## TASK STATEMENT:
At the line containing "the session and", begin setting down the entries exactly, and stop only after the last line.

╭─ DATA EXCERPTS

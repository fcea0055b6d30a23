//! Tenant Context
//!
//! Authentication itself lives in the upstream gateway; by the time a
//! request reaches this server the gateway has verified the session and
//! injected identity headers. This module is the trust boundary: it reads
//! those headers into a [`TenantContext`] and everything below it only
//! ever sees an explicit `restaurant_id`.

mod extractor;

/// Request-scoped tenant identity
///
/// Passed explicitly into every core operation — no ambient tenant state.
#[derive(Debug, Clone)]
pub struct TenantContext {
    /// The restaurant the caller is authorized to act on
    pub restaurant_id: String,
    /// Acting staff user (owner or staff role)
    pub user_id: String,
}

impl TenantContext {
    pub fn new(restaurant_id: impl Into<String>, user_id: impl Into<String>) -> Self {
        Self {
            restaurant_id: restaurant_id.into(),
            user_id: user_id.into(),
        }
    }
}

/// Header carrying the verified restaurant id
pub const RESTAURANT_ID_HEADER: &str = "x-restaurant-id";
/// Header carrying the verified user id
pub const USER_ID_HEADER: &str = "x-user-id";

╰─

## TASK ANSWER:
//! request reaches this server the gateway has verified the session and
//! injected identity headers. This module is the trust boundary: it reads
//! those headers into a [`TenantContext`] and everything below it only
//! ever sees an explicit `restaurant_id`.

mod extractor;

/// Request-scoped tenant identity
///
/// Passed explicitly into every core operation — no ambient tenant state.
#[derive(Debug, Clone)]
pub struct TenantContext {
    /// The restaurant the caller is authorized to act on
    pub restaurant_id: String,
    /// Acting staff user (owner or staff role)
    pub user_id: String,
}

impl TenantContext {
    pub fn new(restaurant_id: impl Into<String>, user_id: impl Into<String>) -> Self {
        Self {
            restaurant_id: restaurant_id.into(),
            user_id: user_id.into(),
        }
    }
}

/// Header carrying the verified restaurant id
pub const RESTAURANT_ID_HEADER: &str = "x-restaurant-id";
/// Header carrying the verified user id
pub const USER_ID_HEADER: &str = "x-user-id";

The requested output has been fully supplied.